23-II-08, Sergi Pàmies, lavanguardia


LA democracia está sujeta no sólo al imperio de la ley, existen también algunos rituales cívicos que contribuyen a consolidar lo que consideramos una cultura política basada auténticamente en el pluralismo político. En periodo electoral, ello adquiere mayor entidad, pues la llamada a las urnas intensifica y reclama un mayor protagonismo de quienes nos representan. En este sentido, los debates televisados son momentos álgidos en toda campaña. Este tipo de duelos plasma ante el gran público, incluso el menos politizado, esos elementos importantes que se desprenden de los discursos y los gestos de los líderes: credibilidad, convicción, empuje y visión. O bien la ausencia de estos.
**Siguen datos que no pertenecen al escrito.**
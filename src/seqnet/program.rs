//! Programs for the sequential network.
//!
//! A [`Program`] is the list of encoded words written to program memory at
//! address 0. Programs can be built from [`Instruction`]s, loaded from a
//! binary image (little-endian 16-bit words), or taken from the built-in
//! default elevator program.

use std::fmt::Write as _;
use std::io::Cursor;
use std::path::Path;

use byteorder::{LittleEndian, ReadBytesExt, WriteBytesExt};
use thiserror::Error;

use super::condsel::ConditionIndex;
use super::instruction::{DoorRequest, Instruction};
use super::network::PROGRAM_MEMORY_SIZE;

/// Program construction and image errors.
#[derive(Debug, Error)]
pub enum ProgramError {
    /// More words than program memory holds.
    #[error("program has {0} words, program memory holds {max}", max = PROGRAM_MEMORY_SIZE)]
    TooLarge(usize),

    /// Image is not a whole number of 16-bit words.
    #[error("program image length {0} is not a multiple of 2")]
    OddLength(usize),

    /// Failed to read or write an image file.
    #[error("program image I/O error: {0}")]
    Io(#[from] std::io::Error),
}

/// Encoded program.
#[derive(Debug, Clone, PartialEq, Eq, Default)]
pub struct Program {
    words: Vec<u16>,
}

impl Program {
    /// Build from raw words.
    pub fn from_words(words: Vec<u16>) -> Result<Self, ProgramError> {
        if words.len() > PROGRAM_MEMORY_SIZE {
            return Err(ProgramError::TooLarge(words.len()));
        }
        Ok(Self { words })
    }

    /// Build from decoded instructions.
    ///
    /// Instructions beyond the size of program memory are dropped.
    pub fn from_instructions(instructions: &[Instruction]) -> Self {
        if instructions.len() > PROGRAM_MEMORY_SIZE {
            log::warn!(
                "Truncating program of {} instructions to {}",
                instructions.len(),
                PROGRAM_MEMORY_SIZE
            );
        }
        let words = instructions
            .iter()
            .take(PROGRAM_MEMORY_SIZE)
            .map(Instruction::encode)
            .collect();
        Self { words }
    }

    /// The built-in elevator control program.
    ///
    /// Idles with the door open until a call arrives, serves calls on the
    /// current floor directly, otherwise closes the door and travels one
    /// floor per step towards the call (below first), opens the door on
    /// arrival and clears the call.
    pub fn default_lift() -> Self {
        use ConditionIndex::*;
        use DoorRequest::{Close, Open};

        Self::from_instructions(&[
            // 0: any call pending -> check floor
            Instruction::new(2, PendingAny).door(Open),
            // 1: idle loop
            Instruction::jump(0).door(Open),
            // 2: call on this floor -> open door
            Instruction::new(13, PendingSame).door(Open),
            // 3: close door
            Instruction::jump(4).door(Close),
            // 4: wait until closed
            Instruction::new(4, DoorClosed).inverted().door(Close),
            // 5: call below -> move down
            Instruction::new(10, PendingBelow).door(Close),
            // 6: no call above -> back to idle
            Instruction::new(0, PendingAbove).inverted().door(Close),
            // 7: move up
            Instruction::jump(8).move_up().door(Close),
            // 8: not there yet -> move up again
            Instruction::new(7, PendingSame).inverted().door(Close),
            // 9: arrived (up)
            Instruction::jump(13).door(Close),
            // 10: move down
            Instruction::jump(11).move_down().door(Close),
            // 11: not there yet -> move down again
            Instruction::new(10, PendingSame).inverted().door(Close),
            // 12: arrived (down)
            Instruction::jump(14).door(Close),
            // 13: open door
            Instruction::jump(14).door(Open),
            // 14: wait until open
            Instruction::new(14, DoorOpen).inverted().door(Open),
            // 15: clear call, back to idle
            Instruction::jump(0).door(Open).reset_call(),
        ])
    }

    pub fn words(&self) -> &[u16] {
        &self.words
    }

    pub fn len(&self) -> usize {
        self.words.len()
    }

    pub fn is_empty(&self) -> bool {
        self.words.is_empty()
    }

    /// Decoded instructions in address order.
    pub fn instructions(&self) -> impl Iterator<Item = Instruction> + '_ {
        self.words.iter().map(|&w| Instruction::decode(w))
    }

    /// Parse a binary image of little-endian 16-bit words.
    pub fn from_image(data: &[u8]) -> Result<Self, ProgramError> {
        if data.len() % 2 != 0 {
            return Err(ProgramError::OddLength(data.len()));
        }

        let count = data.len() / 2;
        if count > PROGRAM_MEMORY_SIZE {
            return Err(ProgramError::TooLarge(count));
        }

        let mut cursor = Cursor::new(data);
        let mut words = Vec::with_capacity(count);
        for _ in 0..count {
            words.push(cursor.read_u16::<LittleEndian>()?);
        }

        Ok(Self { words })
    }

    /// Serialize to a binary image of little-endian 16-bit words.
    pub fn to_image(&self) -> Vec<u8> {
        let mut data = Vec::with_capacity(self.words.len() * 2);
        for &word in &self.words {
            // Writes into a Vec cannot fail
            let _ = data.write_u16::<LittleEndian>(word);
        }
        data
    }

    /// Load a binary image from disk.
    pub fn load_file(path: &Path) -> Result<Self, ProgramError> {
        let data = std::fs::read(path)?;
        let program = Self::from_image(&data)?;
        log::info!("Loaded {} words from {}", program.len(), path.display());
        Ok(program)
    }

    /// Write a binary image to disk.
    pub fn save_file(&self, path: &Path) -> Result<(), ProgramError> {
        std::fs::write(path, self.to_image())?;
        log::info!("Wrote {} words to {}", self.len(), path.display());
        Ok(())
    }

    /// Render the program as a table.
    pub fn dump(&self) -> String {
        let mut out = String::new();
        let _ = writeln!(out, "=== Program Memory Dump ===");
        let _ = writeln!(out, " PC | Jmp | MU | MD | DR | R | CSEL | CIN | Hex ");
        let _ = writeln!(out, "----+-----+----+----+----+---+------+-----+------");
        for (pc, (&word, instr)) in self.words.iter().zip(self.instructions()).enumerate() {
            let _ = writeln!(
                out,
                "{:3} | {:3} | {:2} | {:2} | {:2} | {} |  {:2}  |  {}  | 0x{:04X}",
                pc,
                instr.jump_addr,
                instr.move_up as u8,
                instr.move_down as u8,
                instr.door.tag(),
                instr.reset_call as u8,
                instr.cond_sel.bits(),
                instr.cond_inv as u8,
                word
            );
        }
        let _ = writeln!(out, "============================");
        out
    }

    /// One disassembled line per word.
    pub fn disassemble(&self) -> String {
        let mut out = String::new();
        for (pc, instr) in self.instructions().enumerate() {
            let _ = writeln!(out, "{:02X}: {}", pc, instr);
        }
        out
    }
}

#[cfg(test)]
mod tests {
    use super::*;

    #[test]
    fn test_default_program_shape() {
        let program = Program::default_lift();
        assert_eq!(program.len(), 16);

        let instrs: Vec<_> = program.instructions().collect();
        assert_eq!(instrs[0].cond_sel, ConditionIndex::PendingAny);
        assert_eq!(instrs[0].jump_addr, 2);
        assert!(instrs[7].move_up);
        assert!(instrs[10].move_down);
        assert!(instrs[15].reset_call);
        assert!(instrs[15].is_unconditional_jump());

        // Never request both directions at once
        assert!(instrs.iter().all(|i| !(i.move_up && i.move_down)));
    }

    #[test]
    fn test_default_program_words() {
        let words = Program::default_lift().words().to_vec();
        assert_eq!(words[0], 0x0402);
        assert_eq!(words[1], 0xF400);
        assert_eq!(words[4], 0xC004);
        assert_eq!(words[7], 0xF108);
        assert_eq!(words[15], 0xFC00);
    }

    #[test]
    fn test_from_words_too_large() {
        let err = Program::from_words(vec![0; PROGRAM_MEMORY_SIZE + 1]).unwrap_err();
        assert!(matches!(err, ProgramError::TooLarge(257)));
        assert!(Program::from_words(vec![0; PROGRAM_MEMORY_SIZE]).is_ok());
    }

    #[test]
    fn test_image_little_endian() {
        let program = Program::from_words(vec![0x1234, 0xF400]).unwrap();
        assert_eq!(program.to_image(), vec![0x34, 0x12, 0x00, 0xF4]);

        let parsed = Program::from_image(&[0x34, 0x12, 0x00, 0xF4]).unwrap();
        assert_eq!(parsed, program);
    }

    #[test]
    fn test_image_errors() {
        assert!(matches!(Program::from_image(&[0x00, 0x01, 0x02]), Err(ProgramError::OddLength(3))));

        let big = vec![0u8; (PROGRAM_MEMORY_SIZE + 1) * 2];
        assert!(matches!(Program::from_image(&big), Err(ProgramError::TooLarge(_))));
    }

    #[test]
    fn test_file_round_trip() {
        let dir = tempfile::tempdir().unwrap();
        let path = dir.path().join("lift.bin");

        let program = Program::default_lift();
        program.save_file(&path).unwrap();
        assert_eq!(Program::load_file(&path).unwrap(), program);

        assert!(matches!(
            Program::load_file(&dir.path().join("missing.bin")),
            Err(ProgramError::Io(_))
        ));
    }

    #[test]
    fn test_dump_format() {
        let dump = Program::default_lift().dump();
        let lines: Vec<_> = dump.lines().collect();

        assert_eq!(lines[0], "=== Program Memory Dump ===");
        assert_eq!(lines.len(), 3 + 16 + 1);
        assert_eq!(lines[3], "  0 |   2 |  0 |  0 | OP | 0 |   0  |  0  | 0x0402");
        assert_eq!(lines[18], " 15 |   0 |  0 |  0 | OP | 1 |   7  |  1  | 0xFC00");
    }

    #[test]
    fn test_disassemble_listing() {
        let listing = Program::default_lift().disassemble();
        let first = listing.lines().next().unwrap();
        assert_eq!(first, "00: jmp 0x02 if call.any ; door=open");
    }
}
Lejanos ya los tiempos de los mítines masivos en las plazas de toros, la política de hoy tiene en la televisión el foro más potente de proyección, aunque es un error muy común considerar que el ejercicio de la actividad política se limita únicamente a la pequeña pantalla. Los liderazgos más exitosos saben utilizar bien las cámaras, pero se construyen en el constante fuera de campo, allí donde se exige una presencia real en la sociedad, sin mediación. Dicho esto, a la hora de comparar ideas en una liza democrática, la televisión permite que hasta el más mínimo detalle de los contendientes sea arrojado con precisión escrutadora a millones de hogares.

Desde las presidenciales estadounidenses de 1952, que enfrentaron al republicano Eisenhower y al demócrata Stevenson, el uso de la televisión ha ido conquistando importancia en las democracias. El debate televisado de 1960 entre Nixon y Kennedy, en una campaña que ganó el segundo, confirmó que los nuevos líderes también deben ser telegénicos, además de exhibir los atributos clásicos de quien aspira a dirigir un país. La joven democracia española ha sido muy reacia a los debates en televisión, sobre todo en las elecciones generales. Sólo existe el precedente de los dos protagonizados en 1993 por el entonces presidente González y su adversario Aznar. Ha tenido que transcurrir más de una década desde entonces para que los dos partidos con opción a alcanzar la Moncloa hayan aceptado una nueva confrontación catódica, esta vez entre el presidente José Luis Rodríguez Zapatero y el líder y candidato del PP, Mariano Rajoy. Esta noche se celebrará el primero, y el 3 de de marzo tendrá lugar el segundo, ambos organizados por la Academia de la Televisión y emitidos por las cadenas que así lo han decidido.

Sin dejar de considerar positiva esta profusión de debates, el exceso de prevenciones de los partidos tiende a convertirlos en una sucesión encorsetada de monólogos paralelos más que en un vivo intercambio de posiciones, que es lo que espera el telespectador y votante. Por otro lado, este formato a dos deja fuera otras opciones políticas que, posteriormente, acostumbran a ser determinantes para forjar una mayoría gubernamental, algunas de las cuales son, a su vez, mayoritarias en territorios como Catalunya y el País Vasco. Con todo, es un magnífico signo de madurez democrática el hecho de que los que aspiran a vencer en las urnas se dispongan a comprometerse, en directo, ante millones de ciudadanos.